Energy-Efficient SMA Gripper Revolutionizes Industrial Robotics

Saarland University and the Saarbrücken Center for Mechatronics and Automation Technology (ZeMA) have recently developed a new robot gripper technology designed from a lightweight shape memory alloy (SMAs). Built to offer efficiency and sustainability, the sensor-free gripper promises a 90% reduction in energy consumption compared to conventional pneumatic grippers. The research team, led by Professors Paul Motzki and Stefan Seelecke, will demonstrate their innovative technology at the upcoming Hannover Messe event. The gripper innovation not only addresses the industrial challenge of high production costs resulting from electrical consumption but also aims to contribute to environmental sustainability.

PhD research student Tom Gorges (left) and Master's student Philipp Göddel (right) are part of the team developing the smart gripper technology for industrial applications. Image used courtesy of Oliver Dietze

The Innovative Gripper Technology

The new Saarbrücken gripper technology is a fully electric gripper that does not rely on air compressors, often associated with energy losses, thus ensuring the consumption of less electrical power compared to pneumatic grippers. Built from Nickel-Titanium (NiTi) shape memory alloys and smart polymers, the gripper is compact and can adjust its length and shape in response to temperature or electrical input.

The gripper features a bundle of ultrafine strands of the SMA material, which, when short pulses of electrical current are passed through them, heat up and shorten. When the current is switched off, the material reverts to its original shape. Although each strand in the bundle of ultrafine wire measures just 0.025 mm, 20 strands are capable of exerting a force of 5 Newtons. These strands of wire can change their crystal lattice structures at a frequency of up to 200 Hz. This ensures rapid response times, enabling the grippers to change between closed and opened states in milliseconds.

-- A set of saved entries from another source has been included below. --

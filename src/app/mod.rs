//! Application state: the navigation controller, the dashboard snapshot,
//! notifications, and the single mounted view.

pub mod handlers;
pub mod messages;
pub mod navigation;

use std::sync::Arc;

use tokio::sync::mpsc;

use crate::api::ApiClient;
use crate::models::{Progress, Skill};
use crate::notifications::Notifications;
use crate::router::{History, Route};
use crate::storage::Storage;
use crate::views::{View, ViewContext};

pub use messages::AppMessage;

pub struct App {
    pub client: Arc<ApiClient>,
    pub storage: Storage,
    pub route: Route,
    pub history: History,
    /// Dashboard snapshot, refreshed per the navigation protocol.
    pub skills: Vec<Skill>,
    pub progress: Option<Progress>,
    pub review_count: usize,
    pub dark_mode: bool,
    pub notifications: Notifications,
    /// The single mounted view for the current route.
    pub view: View,
    /// Bumped on every mount; stale view messages carry an older value.
    pub view_generation: u64,
    pub message_tx: mpsc::UnboundedSender<AppMessage>,
    pub should_quit: bool,
    pub scroll: u16,
    pub tick_count: u64,
    needs_redraw: bool,
}

impl App {
    pub fn new(
        client: Arc<ApiClient>,
        storage: Storage,
        message_tx: mpsc::UnboundedSender<AppMessage>,
    ) -> Self {
        let dark_mode = storage.load_settings().dark_mode;
        let view_generation = 1;
        let view = View::mount(
            Route::Dashboard,
            ViewContext {
                client: Arc::clone(&client),
                tx: message_tx.clone(),
                generation: view_generation,
            },
            &storage,
        );
        let app = Self {
            client,
            storage,
            route: Route::Dashboard,
            history: History::new(Route::Dashboard),
            skills: Vec::new(),
            progress: None,
            review_count: 0,
            dark_mode,
            notifications: Notifications::new(),
            view,
            view_generation,
            message_tx,
            should_quit: false,
            scroll: 0,
            tick_count: 0,
            needs_redraw: true,
        };
        app.spawn_full_refresh();
        app
    }

    pub fn mark_dirty(&mut self) {
        self.needs_redraw = true;
    }

    /// Consume the dirty flag; the event loop draws when this returns true.
    pub fn take_dirty(&mut self) -> bool {
        std::mem::take(&mut self.needs_redraw)
    }

    pub fn quit(&mut self) {
        if let View::Lesson(lesson) = &mut self.view {
            lesson.flush_all_drafts(&self.storage);
        }
        self.should_quit = true;
    }

    pub fn toggle_dark_mode(&mut self) {
        self.dark_mode = !self.dark_mode;
        let mut settings = self.storage.load_settings();
        settings.dark_mode = self.dark_mode;
        if let Err(e) = self.storage.save_settings(&settings) {
            tracing::warn!("failed to persist dark mode: {e:?}");
        }
        self.mark_dirty();
    }

    pub fn scroll_down(&mut self, lines: u16) {
        self.scroll = self.scroll.saturating_add(lines);
        self.mark_dirty();
    }

    pub fn scroll_up(&mut self, lines: u16) {
        self.scroll = self.scroll.saturating_sub(lines);
        self.mark_dirty();
    }

    /// True when some spinner or timer is visible and the UI should redraw
    /// on ticks.
    pub fn is_animating(&self) -> bool {
        if self.notifications.toast().is_some() || self.notifications.achievement().is_some() {
            return true;
        }
        match &self.view {
            View::Dashboard { .. } => false,
            View::SkillPicker(v) => v.previewing || v.creating,
            View::SkillDetail(v) => v.loading || v.generating.is_some() || v.deleting,
            View::Lesson(v) => {
                v.loading
                    || v.explaining
                    || v.starting_quiz
                    || v.exercises.iter().any(|e| e.running || e.submitting)
            }
            View::Quiz(v) => v.loading || v.grading,
            View::Chat(v) => v.loading || v.thinking,
            View::Review(v) => v.loading || v.rating,
            View::Progress(v) => v.loading,
            View::Cheatsheet(v) => v.loading || v.regenerating,
            View::Project(v) => v.loading || v.submitting,
        }
    }

    /// 16 ms tick: drives spinners and flushes debounced drafts.
    pub fn on_tick(&mut self) {
        self.tick_count = self.tick_count.wrapping_add(1);
        if let View::Lesson(lesson) = &mut self.view {
            lesson.flush_drafts(&self.storage);
        }
        if self.is_animating() {
            self.mark_dirty();
        }
    }
}
use std::num::NonZeroU32;
use std::path::{Path, PathBuf};
use std::time::Duration;

use chrono::{DateTime, Utc};
use error_stack::{Report, ResultExt};
use serde::Deserialize;

use crate::error::ConfigError;
use crate::exchange::binance::{BINANCE_BASE_URL, MAX_CANDLES_PER_REQUEST};
use crate::model::TimeFrame;
use crate::sync::SyncSettings;

const DB_FILE_NAME: &str = "kline-pipeline.db";

fn default_log_level() -> String {
    "info".into()
}

fn default_log_format() -> String {
    "text".into()
}

fn default_data_dir() -> String {
    "./data".into()
}

fn default_base_url() -> String {
    BINANCE_BASE_URL.into()
}

fn default_symbol() -> String {
    "BTCUSDT".into()
}

fn default_interval() -> String {
    "1h".into()
}

/// 2017-08-17 04:00 UTC, first BTCUSDT kline on Binance.
fn default_listing_epoch_ms() -> i64 {
    1_502_942_400_000
}

fn default_page_limit() -> usize {
    MAX_CANDLES_PER_REQUEST
}

fn default_requests_per_second() -> u32 {
    10
}

fn default_max_attempts() -> u32 {
    3
}

fn default_retry_delay_ms() -> u64 {
    2000
}

fn default_batch_size() -> usize {
    1000
}

fn default_schedule_secs() -> u64 {
    3600
}

#[derive(Debug, Deserialize)]
pub struct AppConfig {
    pub general: GeneralConfig,
    #[serde(default)]
    pub market: MarketConfig,
    #[serde(default)]
    pub sync: SyncConfig,
    #[serde(default)]
    pub engine: EngineConfig,
    #[serde(default)]
    pub pipeline: PipelineConfig,
}

#[derive(Debug, Deserialize)]
pub struct GeneralConfig {
    #[serde(default = "default_log_level")]
    pub log_level: String,
    /// Accepted values: `"text"` | `"json"`
    #[serde(default = "default_log_format")]
    pub log_format: String,
    #[serde(default = "default_data_dir")]
    pub data_dir: String,
}

#[derive(Debug, Deserialize)]
pub struct MarketConfig {
    #[serde(default = "default_base_url")]
    pub base_url: String,
    #[serde(default = "default_symbol")]
    pub symbol: String,
    #[serde(default = "default_interval")]
    pub interval: String,
    #[serde(default = "default_listing_epoch_ms")]
    pub listing_epoch_ms: i64,
    #[serde(default = "default_page_limit")]
    pub page_limit: usize,
}

impl Default for MarketConfig {
    fn default() -> Self {
        Self {
            base_url: default_base_url(),
            symbol: default_symbol(),
            interval: default_interval(),
            listing_epoch_ms: default_listing_epoch_ms(),
            page_limit: default_page_limit(),
        }
    }
}

#[derive(Debug, Deserialize)]
pub struct SyncConfig {
    #[serde(default = "default_requests_per_second")]
    pub requests_per_second: u32,
    #[serde(default = "default_max_attempts")]
    pub max_attempts: u32,
    #[serde(default = "default_retry_delay_ms")]
    pub retry_delay_ms: u64,
}

impl Default for SyncConfig {
    fn default() -> Self {
        Self {
            requests_per_second: default_requests_per_second(),
            max_attempts: default_max_attempts(),
            retry_delay_ms: default_retry_delay_ms(),
        }
    }
}

#[derive(Debug, Deserialize)]
pub struct EngineConfig {
    #[serde(default = "default_batch_size")]
    pub batch_size: usize,
}

impl Default for EngineConfig {
    fn default() -> Self {
        Self {
            batch_size: default_batch_size(),
        }
    }
}

#[derive(Debug, Deserialize)]
pub struct PipelineConfig {
    #[serde(default = "default_schedule_secs")]
    pub schedule_secs: u64,
}

impl Default for PipelineConfig {
    fn default() -> Self {
        Self {
            schedule_secs: default_schedule_secs(),
        }
    }
}

impl AppConfig {
    pub fn db_path(&self) -> PathBuf {
        Path::new(&self.general.data_dir).join(DB_FILE_NAME)
    }

    /// Interval of the tracked series. Validated on load.
    pub fn timeframe(&self) -> TimeFrame {
        TimeFrame::from_str(&self.market.interval).unwrap_or(TimeFrame::Hour1)
    }

    pub fn schedule(&self) -> Duration {
        Duration::from_secs(self.pipeline.schedule_secs)
    }

    pub fn sync_settings(&self) -> Result<SyncSettings, Report<ConfigError>> {
        let listing_epoch = DateTime::<Utc>::from_timestamp_millis(self.market.listing_epoch_ms)
            .ok_or_else(|| invalid("market.listing_epoch_ms is out of range"))?;
        let requests_per_second = NonZeroU32::new(self.sync.requests_per_second)
            .ok_or_else(|| invalid("sync.requests_per_second must be positive"))?;
        Ok(SyncSettings {
            listing_epoch,
            requests_per_second,
            max_attempts: self.sync.max_attempts,
            retry_delay: Duration::from_millis(self.sync.retry_delay_ms),
        })
    }
}

/// Load and validate an `AppConfig` from a TOML file at `path`.
pub fn load(path: &Path) -> Result<AppConfig, Report<ConfigError>> {
    let content = std::fs::read_to_string(path)
        .change_context(ConfigError::ReadFile)
        .attach_with(|| format!("path: {}", path.display()))?;

    let config: AppConfig = toml::from_str(&content).change_context(ConfigError::Parse {
        reason: "invalid TOML syntax or schema mismatch".into(),
    })?;

    validate(&config)?;

    Ok(config)
}

fn invalid(field: &str) -> Report<ConfigError> {
    Report::new(ConfigError::Validation {
        field: field.to_owned(),
    })
}

fn validate(config: &AppConfig) -> Result<(), Report<ConfigError>> {
    validate_market(&config.market)?;
    validate_counters(config)?;
    config.sync_settings()?;
    Ok(())
}

fn validate_market(market: &MarketConfig) -> Result<(), Report<ConfigError>> {
    if market.symbol.trim().is_empty() {
        return Err(invalid("market.symbol must not be empty"));
    }
    if TimeFrame::from_str(&market.interval).is_none() {
        return Err(invalid(&format!(
            "market.interval: unknown interval \"{}\"",
            market.interval
        )));
    }
    if !(1..=MAX_CANDLES_PER_REQUEST).contains(&market.page_limit) {
        return Err(invalid(&format!(
            "market.page_limit must be within 1..={MAX_CANDLES_PER_REQUEST}, got {}",
            market.page_limit
        )));
    }
    Ok(())
}

fn validate_counters(config: &AppConfig) -> Result<(), Report<ConfigError>> {
    if config.sync.requests_per_second == 0 {
        return Err(invalid("sync.requests_per_second must be positive"));
    }
    if config.sync.max_attempts == 0 {
        return Err(invalid("sync.max_attempts must be positive"));
    }
    if config.engine.batch_size == 0 {
        return Err(invalid("engine.batch_size must be positive"));
    }
    if config.pipeline.schedule_secs == 0 {
        return Err(invalid("pipeline.schedule_secs must be positive"));
    }
    Ok(())
}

Using the SMA material, the research team has developed a prototype jaw gripper that can exert a force of 4 Newton and directly conform to the shape of the workpiece. The sensor-free adaptive grip is achieved to reduce the need for external sensors, and the SMA material acts as a nerve that provides a semiconductor chip and an AI system with essential deformation data that relates to external resistance. This, together with the data-trained neural networks, ensures accuracy regardless of any disruptive influence on the gripper.

Another prototype that will make its debut at the Hannover Messe show is a vacuum gripper that also uses the SMA material and vacuum suction cups to hold onto a workpiece. The suction is achieved by applying electrical pulses to the ultrafine wire that pulls a rubber membrane to create a vacuum between the tips of the gripper and the surface of the workpiece.

Professor Paul Motzki holding the vacuum gripper (left, holding a steel plate) and jaw grippers (right, with a ball) prototypes of the innovative robotic gripper systems. Image used courtesy of Oliver Dietze

A Smarter, Greener Future for Industrial Robots

The new gripper technology has the potential to be used in industrial sectors such as automation assembly, electronic manufacturing, material handling and packaging, medical manufacturing, and aerospace for complex assembly tasks that require less energy consumption.

As energy costs continue to rise and environmental concerns intensify, Saarland University's energy-efficient robot grippers mark a significant growth toward achieving sustainable automation. By using less power than traditional pneumatic grippers, the new innovative solution saves costs in industries that are seeking a balance of efficiency, cost, and sustainability. This, together with its advanced features, gives the new gripper technology the potential to make automation not only smart and efficient but also more environmentally responsible.